**How to complete this task:** The required output is every record, written out exactly.

- - - - -

use std::time::Duration;

use futures::StreamExt;
use percent_encoding::{utf8_percent_encode, AsciiSet, NON_ALPHANUMERIC};
use reqwest::header::{HeaderMap, CONTENT_TYPE};
use thiserror::Error;

use crate::query::Query;

/// Connect and overall request timeout for the single search request.
pub const FETCH_TIMEOUT: Duration = Duration::from_secs(10);
/// Client identification sent with every request.
pub const USER_AGENT: &str = "Mozilla/5.0 (compatible)";
const MAX_FEED_SIZE: usize = 10 * 1024 * 1024; // 10MB

/// RFC 3986 unreserved characters stay literal; everything else is escaped.
const QUERY_ENCODE_SET: &AsciiSet = &NON_ALPHANUMERIC
    .remove(b'-')
    .remove(b'.')
    .remove(b'_')
    .remove(b'~');

/// Transport-level failures: nothing usable came back from the server.
///
/// HTTP status codes are not transport errors; any response that arrives is
/// handed to the validator.
#[derive(Debug, Error)]
pub enum TransportError {
    /// Network-level error (DNS, connection, TLS, body read, etc.)
    #[error("Request failed: {0}")]
    Network(#[from] reqwest::Error),
    /// Request exceeded the 10-second timeout
    #[error("Request timed out")]
    Timeout,
    /// Response body exceeded the 10MB size limit
    #[error("Response too large")]
    ResponseTooLarge,
}

/// The search feed location and its fixed locale parameters.
#[derive(Debug, Clone, PartialEq, Eq)]
pub struct SearchEndpoint {
    pub base_url: String,
    /// Interface language (`hl`)
    pub language: String,
    /// Region (`gl`)
    pub region: String,
    /// Edition identifier (`ceid`), `REGION:lang`
    pub edition: String,
}

impl Default for SearchEndpoint {
    fn default() -> Self {
        Self {
            base_url: "https://news.google.com/rss/search".to_string(),
            language: "en-US".to_string(),
            region: "US".to_string(),
            edition: "US:en".to_string(),
        }
    }
}

impl SearchEndpoint {
    /// Builds the feed URL for a query.
    ///
    /// Only the query is percent-encoded; the locale parameters are trusted
    /// constants and are inserted as-is.
    pub fn url_for(&self, query: &Query) -> String {
        format!(
            "{}?q={}&hl={}&gl={}&ceid={}",
            self.base_url,
            utf8_percent_encode(query.as_str(), QUERY_ENCODE_SET),
            self.language,
            self.region,
            self.edition
        )
    }
}

/// Raw response from the search endpoint, before any validation.
#[derive(Debug, Clone)]
pub struct FetchedResponse {
    /// URL that was requested
    pub url: String,
    pub status: u16,
    pub headers: HeaderMap,
    pub body: Vec<u8>,
}

impl FetchedResponse {
    /// The `Content-Type` header, if present and valid UTF-8.
    pub fn content_type(&self) -> Option<&str> {
        self.headers
            .get(CONTENT_TYPE)
            .and_then(|v| v.to_str().ok())
    }
}

/// Issues the single search request for a query.
#[derive(Debug, Clone)]
pub struct FeedFetcher {
    client: reqwest::Client,
    endpoint: SearchEndpoint,
}

impl FeedFetcher {
    /// Creates a fetcher for the default Google News endpoint.
    pub fn new() -> Result<Self, TransportError> {
        Self::with_endpoint(SearchEndpoint::default())
    }

    /// Creates a fetcher for a specific endpoint (mock servers in tests).
    pub fn with_endpoint(endpoint: SearchEndpoint) -> Result<Self, TransportError> {
        let client = reqwest::Client::builder()
            .user_agent(USER_AGENT)
            .connect_timeout(FETCH_TIMEOUT)
            .timeout(FETCH_TIMEOUT)
            .build()?;
        Ok(Self { client, endpoint })
    }

    /// Fetches the search feed for `query`.
    ///
    /// One attempt, no retries. A response with any status code is returned
    /// as-is; only failures to obtain a response at all are errors.
    ///
    /// # Errors
    ///
    /// - [`TransportError::Network`] - Connection, DNS, TLS or body read errors
    /// - [`TransportError::Timeout`] - No response within 10 seconds
    /// - [`TransportError::ResponseTooLarge`] - Body exceeded 10MB
    pub async fn fetch(&self, query: &Query) -> Result<FetchedResponse, TransportError> {
        let url = self.endpoint.url_for(query);
        tracing::debug!(url = %url, "Fetching search feed");

        let response = tokio::time::timeout(FETCH_TIMEOUT, self.client.get(&url).send())
            .await
            .map_err(|_| TransportError::Timeout)?
            .map_err(map_send_error)?;

        let status = response.status().as_u16();
        let headers = response.headers().clone();
        let body = read_limited_bytes(response, MAX_FEED_SIZE).await?;

        tracing::debug!(status = status, bytes = body.len(), "Search feed received");

        Ok(FetchedResponse {
            url,
            status,
            headers,
            body,
        })
    }
}

fn map_send_error(err: reqwest::Error) -> TransportError {
    if err.is_timeout() {
        TransportError::Timeout
    } else {
        TransportError::Network(err)
    }
}

async fn read_limited_bytes(
    response: reqwest::Response,
    limit: usize,
) -> Result<Vec<u8>, TransportError> {
    // Fast path: check Content-Length header
    if let Some(len) = response.content_length() {
        if len as usize > limit {
            return Err(TransportError::ResponseTooLarge);
        }
    }

    let mut bytes = Vec::new();
    let mut stream = response.bytes_stream();

    while let Some(chunk) = stream.next().await {
        let chunk = chunk.map_err(map_send_error)?;
        if bytes.len().saturating_add(chunk.len()) > limit {
            return Err(TransportError::ResponseTooLarge);
        }
        bytes.extend_from_slice(&chunk);
    }

    Ok(bytes)
}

- - - - -

**Your response:**
use std::time::Duration;

use futures::StreamExt;
use percent_encoding::{utf8_percent_encode, AsciiSet, NON_ALPHANUMERIC};
use reqwest::header::{HeaderMap, CONTENT_TYPE};
use thiserror::Error;

use crate::query::Query;

/// Connect and overall request timeout for the single search request.
pub const FETCH_TIMEOUT: Duration = Duration::from_secs(10);
/// Client identification sent with every request.
pub const USER_AGENT: &str = "Mozilla/5.0 (compatible)";
const MAX_FEED_SIZE: usize = 10 * 1024 * 1024; // 10MB

/// RFC 3986 unreserved characters stay literal; everything else is escaped.
const QUERY_ENCODE_SET: &AsciiSet = &NON_ALPHANUMERIC
    .remove(b'-')
    .remove(b'.')
    .remove(b'_')
    .remove(b'~');

/// Transport-level failures: nothing usable came back from the server.
///
/// HTTP status codes are not transport errors; any response that arrives is
/// handed to the validator.
#[derive(Debug, Error)]
pub enum TransportError {
    /// Network-level error (DNS, connection, TLS, body read, etc.)
    #[error("Request failed: {0}")]
    Network(#[from] reqwest::Error),
    /// Request exceeded the 10-second timeout
    #[error("Request timed out")]
    Timeout,
    /// Response body exceeded the 10MB size limit
    #[error("Response too large")]
    ResponseTooLarge,
}

/// The search feed location and its fixed locale parameters.
#[derive(Debug, Clone, PartialEq, Eq)]
pub struct SearchEndpoint {
    pub base_url: String,
    /// Interface language (`hl`)
    pub language: String,
    /// Region (`gl`)
    pub region: String,
    /// Edition identifier (`ceid`), `REGION:lang`
    pub edition: String,
}

impl Default for SearchEndpoint {
    fn default() -> Self {
        Self {
            base_url: "https://news.google.com/rss/search".to_string(),
            language: "en-US".to_string(),
            region: "US".to_string(),
            edition: "US:en".to_string(),
        }
    }
}

impl SearchEndpoint {
    /// Builds the feed URL for a query.
    ///
    /// Only the query is percent-encoded; the locale parameters are trusted
    /// constants and are inserted as-is.
    pub fn url_for(&self, query: &Query) -> String {
        format!(
            "{}?q={}&hl={}&gl={}&ceid={}",
            self.base_url,
            utf8_percent_encode(query.as_str(), QUERY_ENCODE_SET),
            self.language,
            self.region,
            self.edition
        )
    }
}

/// Raw response from the search endpoint, before any validation.
#[derive(Debug, Clone)]
pub struct FetchedResponse {
    /// URL that was requested
    pub url: String,
    pub status: u16,
    pub headers: HeaderMap,
    pub body: Vec<u8>,
}

impl FetchedResponse {
    /// The `Content-Type` header, if present and valid UTF-8.
    pub fn content_type(&self) -> Option<&str> {
        self.headers
            .get(CONTENT_TYPE)
            .and_then(|v| v.to_str().ok())
    }
}

/// Issues the single search request for a query.
#[derive(Debug, Clone)]
pub struct FeedFetcher {
    client: reqwest::Client,
    endpoint: SearchEndpoint,
}

impl FeedFetcher {
    /// Creates a fetcher for the default Google News endpoint.
    pub fn new() -> Result<Self, TransportError> {
        Self::with_endpoint(SearchEndpoint::default())
    }

    /// Creates a fetcher for a specific endpoint (mock servers in tests).
    pub fn with_endpoint(endpoint: SearchEndpoint) -> Result<Self, TransportError> {
        let client = reqwest::Client::builder()
            .user_agent(USER_AGENT)
            .connect_timeout(FETCH_TIMEOUT)
            .timeout(FETCH_TIMEOUT)
            .build()?;
        Ok(Self { client, endpoint })
    }

    /// Fetches the search feed for `query`.
    ///
    /// One attempt, no retries. A response with any status code is returned
    /// as-is; only failures to obtain a response at all are errors.
    ///
    /// # Errors
    ///
    /// - [`TransportError::Network`] - Connection, DNS, TLS or body read errors
    /// - [`TransportError::Timeout`] - No response within 10 seconds
    /// - [`TransportError::ResponseTooLarge`] - Body exceeded 10MB
    pub async fn fetch(&self, query: &Query) -> Result<FetchedResponse, TransportError> {
        let url = self.endpoint.url_for(query);
        tracing::debug!(url = %url, "Fetching search feed");

        let response = tokio::time::timeout(FETCH_TIMEOUT, self.client.get(&url).send())
            .await
            .map_err(|_| TransportError::Timeout)?
            .map_err(map_send_error)?;

        let status = response.status().as_u16();
        let headers = response.headers().clone();
        let body = read_limited_bytes(response, MAX_FEED_SIZE).await?;

        tracing::debug!(status = status, bytes = body.len(), "Search feed received");

        Ok(FetchedResponse {
            url,
            status,
            headers,
            body,
        })
    }
}

fn map_send_error(err: reqwest::Error) -> TransportError {
    if err.is_timeout() {
        TransportError::Timeout
    } else {
        TransportError::Network(err)
    }
}

async fn read_limited_bytes(
    response: reqwest::Response,
    limit: usize,
) -> Result<Vec<u8>, TransportError> {
    // Fast path: check Content-Length header
    if let Some(len) = response.content_length() {
        if len as usize > limit {
            return Err(TransportError::ResponseTooLarge);
        }
    }

    let mut bytes = Vec::new();
    let mut stream = response.bytes_stream();

    while let Some(chunk) = stream.next().await {
        let chunk = chunk.map_err(map_send_error)?;
        if bytes.len().saturating_add(chunk.len()) > limit {
            return Err(TransportError::ResponseTooLarge);
        }
        bytes.extend_from_slice(&chunk);
    }

    Ok(bytes)
}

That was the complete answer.